Requirement:
Report all lines of the records that contain "Bearer".

[[ Material for this task open ]]

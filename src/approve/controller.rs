//! Approve flow controller: owns the consent state machine and issues the
//! authorization call.

use std::sync::{Arc, Mutex};

use log::*;

use crate::approve::ApproveRequest;
use crate::auth::AuthHeaderProvider;
use crate::error::{authorization_error, AuthorizationErrorKind, Error, ErrorKind};
use crate::http::{HttpClientBuilder, HttpClientConfig};

/// Outcome of an authorization attempt. Exactly one is active at a time.
#[derive(Debug, Clone, PartialEq, Eq)]
pub enum ApproveOutcome {
    /// The endpoint granted the request; the caller navigates to the target.
    Redirecting(String),
    /// The request failed; the message is shown to the user inline.
    Failed(String),
}

/// Observable state of the consent flow.
///
/// Transitions: `Idle -> Loading -> Redirecting` (terminal) or
/// `Idle -> Loading -> Failed -> Idle` (manual retry or cancel).
#[derive(Debug, Clone, PartialEq, Eq)]
pub enum FlowState {
    Idle,
    Loading,
    Redirecting(String),
    Failed(String),
}

impl FlowState {
    /// A redirecting flow is terminal; everything else can be re-triggered
    /// or cancelled.
    pub fn is_terminal(&self) -> bool {
        matches!(self, FlowState::Redirecting(_))
    }
}

/// Controller for a user's consent decision on a third-party application.
///
/// Issues a POST to the authorization endpoint and inspects the response
/// body; the transport never follows the endpoint's redirect. At most one
/// authorization call is in flight at a time.
pub struct ApproveFlowController {
    client: reqwest::Client,
    base_url: String,
    auth: Option<Box<dyn AuthHeaderProvider>>,
    auto_approve: bool,
    state: Arc<Mutex<FlowState>>,
}

impl ApproveFlowController {
    /// Create a new controller from the given HTTP configuration.
    pub fn new(config: HttpClientConfig) -> Result<Self, Error> {
        let base_url = config.base_url.clone();
        let client = HttpClientBuilder::with_config(config).build()?;

        Ok(Self {
            client,
            base_url,
            auth: None,
            auto_approve: false,
            state: Arc::new(Mutex::new(FlowState::Idle)),
        })
    }

    /// Attach an auth header provider applied to every authorization call.
    pub fn with_auth(mut self, auth: Box<dyn AuthHeaderProvider>) -> Self {
        self.auth = Some(auth);
        self
    }

    /// Approve automatically on [`Self::start`], without user interaction.
    pub fn with_auto_approve(mut self) -> Self {
        self.auto_approve = true;
        self
    }

    /// Current state of the flow.
    pub fn flow_state(&self) -> FlowState {
        self.state.lock().unwrap().clone()
    }

    /// Kick off the flow.
    ///
    /// When auto-approve is set, sends the authorization request immediately;
    /// otherwise leaves the flow idle until the user triggers
    /// [`Self::authorize`]. Returns the resulting flow state.
    pub async fn start(&self, request: &ApproveRequest) -> FlowState {
        if self.auto_approve {
            self.authorize(request).await;
        }
        self.flow_state()
    }

    /// Issue the authorization call for the given request.
    ///
    /// A call while another is in flight sends nothing and leaves the flow
    /// state untouched. A flow that already resolved to a redirect is
    /// terminal and returns the same target again.
    pub async fn authorize(&self, request: &ApproveRequest) -> ApproveOutcome {
        {
            let mut state = self.state.lock().unwrap();
            match &*state {
                FlowState::Loading => {
                    debug!("Authorization already in flight; ignoring duplicate trigger");
                    return ApproveOutcome::Failed(
                        "authorization already in progress".to_string(),
                    );
                }
                FlowState::Redirecting(target) => {
                    return ApproveOutcome::Redirecting(target.clone());
                }
                _ => *state = FlowState::Loading,
            }
        }

        let outcome = match self.send_authorize(request).await {
            Ok(target) => ApproveOutcome::Redirecting(target),
            Err(e) => ApproveOutcome::Failed(user_message(&e)),
        };

        let mut state = self.state.lock().unwrap();
        *state = match &outcome {
            ApproveOutcome::Redirecting(target) => FlowState::Redirecting(target.clone()),
            ApproveOutcome::Failed(message) => FlowState::Failed(message.clone()),
        };

        outcome
    }

    /// Cancel a non-terminal flow, returning it to idle.
    ///
    /// Never produces a redirect. A flow already redirecting stays as is.
    /// An in-flight transport call is not interrupted; its outcome is
    /// recorded when it completes.
    pub fn cancel(&self) -> FlowState {
        let mut state = self.state.lock().unwrap();
        if !state.is_terminal() {
            debug!("Consent flow cancelled by caller");
            *state = FlowState::Idle;
        }
        state.clone()
    }

    /// Perform the POST to the authorization endpoint and interpret the
    /// response per the consent flow contract.
    async fn send_authorize(&self, request: &ApproveRequest) -> Result<String, Error> {
        let url = request.authorize_url(&self.base_url)?;

        debug!(
            "Requesting authorization for client {}",
            request.application.client_id
        );

        let mut builder = self.client.post(url).header(
            reqwest::header::CONTENT_TYPE,
            "application/x-www-form-urlencoded",
        );
        if let Some(auth) = &self.auth {
            builder = auth.authenticate(builder);
        }

        let response = builder.send().await.map_err(|e| {
            warn!("Authorization request failed: {:?}", e);
            Error::from(e)
        })?;

        let status = response.status();
        if status.is_success() {
            let body: serde_json::Value = response.json().await.map_err(|e| {
                warn!("Failed to parse authorization response: {:?}", e);
                Error {
                    source: Some(Box::new(e)),
                    error_kind: ErrorKind::Authorization(AuthorizationErrorKind::InvalidResponse),
                }
            })?;

            match body.get("redirect_uri").and_then(serde_json::Value::as_str) {
                Some(target) => {
                    info!(
                        "Authorization granted for client {}",
                        request.application.client_id
                    );
                    Ok(target.to_string())
                }
                None => Err(authorization_error(
                    AuthorizationErrorKind::InvalidResponse,
                    "authorization response missing redirect_uri",
                )),
            }
        } else {
            let error_text = response.text().await.unwrap_or_default();
            let message = serde_json::from_str::<serde_json::Value>(&error_text)
                .ok()
                .and_then(|body| {
                    body.get("error_description")
                        .or_else(|| body.get("error"))
                        .and_then(serde_json::Value::as_str)
                        .map(str::to_string)
                })
                .unwrap_or_else(|| "authorization request was rejected".to_string());

            warn!("Authorization endpoint returned {}: {}", status, message);
            Err(authorization_error(AuthorizationErrorKind::Denied, &message))
        }
    }
}

/// Map an error onto the message shown to the user.
///
/// Transport detail stays in the log; the endpoint's own denial message is
/// surfaced verbatim.
fn user_message(error: &Error) -> String {
    match &error.error_kind {
        ErrorKind::Http(_) => "network error".to_string(),
        ErrorKind::Config => "invalid authorization endpoint".to_string(),
        ErrorKind::Authorization(AuthorizationErrorKind::InvalidResponse) => {
            "invalid response from authorization endpoint".to_string()
        }
        ErrorKind::Authorization(AuthorizationErrorKind::Denied) => error
            .source
            .as_ref()
            .map(|s| s.to_string())
            .unwrap_or_else(|| "authorization request was rejected".to_string()),
    }
}
//! Auth header provider trait and custom-header implementation.

use reqwest::RequestBuilder;
use secrecy::{ExposeSecret, SecretString};

/// Trait for attaching an authentication credential to an outgoing request.
///
/// The approve flow controller holds one of these and applies it to the
/// authorization call. Implementations cover the common header patterns:
/// - `Authorization: Bearer xxx` ([`super::BearerTokenAuth`])
/// - custom header name with an optional prefix ([`HeaderTokenAuth`])
pub trait AuthHeaderProvider: Send + Sync {
    /// Apply authentication to a request builder.
    fn authenticate(&self, request: RequestBuilder) -> RequestBuilder;
}

/// Custom header authentication.
///
/// Supports arbitrary header names and prefixes for services that do not use
/// the standard Bearer scheme.
///
/// # Examples
///
/// ```rust,ignore
/// // Authorization: Token xxx
/// let auth = HeaderTokenAuth::new(
///     "Authorization",
///     Some("Token"),
///     SecretString::from("token_here".to_string()),
/// );
/// ```
pub struct HeaderTokenAuth {
    header_name: String,
    prefix: Option<String>,
    token: SecretString,
}

impl HeaderTokenAuth {
    /// Create a new custom-header authenticator.
    ///
    /// # Arguments
    ///
    /// * `header_name` - Name of the header to set
    /// * `prefix` - Optional prefix for the header value (e.g., "Token")
    /// * `token` - The credential (stored securely)
    pub fn new(header_name: &str, prefix: Option<&str>, token: SecretString) -> Self {
        Self {
            header_name: header_name.to_string(),
            prefix: prefix
                .map(str::to_string)
                .filter(|p| !p.is_empty()),
            token,
        }
    }
}

impl AuthHeaderProvider for HeaderTokenAuth {
    fn authenticate(&self, request: RequestBuilder) -> RequestBuilder {
        let value = if let Some(prefix) = &self.prefix {
            format!("{} {}", prefix, self.token.expose_secret())
        } else {
            self.token.expose_secret().to_string()
        };

        request.header(&self.header_name, value)
    }
}

#[cfg(test)]
mod tests {
    use super::*;

    #[test]
    fn test_header_token_auth_creation() {
        let token = SecretString::from("test_token".to_string());
        let auth = HeaderTokenAuth::new("Authorization", Some("Token"), token);

        assert_eq!(auth.header_name, "Authorization");
        assert_eq!(auth.prefix, Some("Token".to_string()));
    }

    #[test]
    fn test_empty_prefix_is_dropped() {
        let token = SecretString::from("test_token".to_string());
        let auth = HeaderTokenAuth::new("authorization", Some(""), token);

        assert_eq!(auth.prefix, None);
    }
}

[[ Material for this task closed ]]

Response:
/// - `Authorization: Bearer xxx` ([`super::BearerTokenAuth`])
/// the standard Bearer scheme.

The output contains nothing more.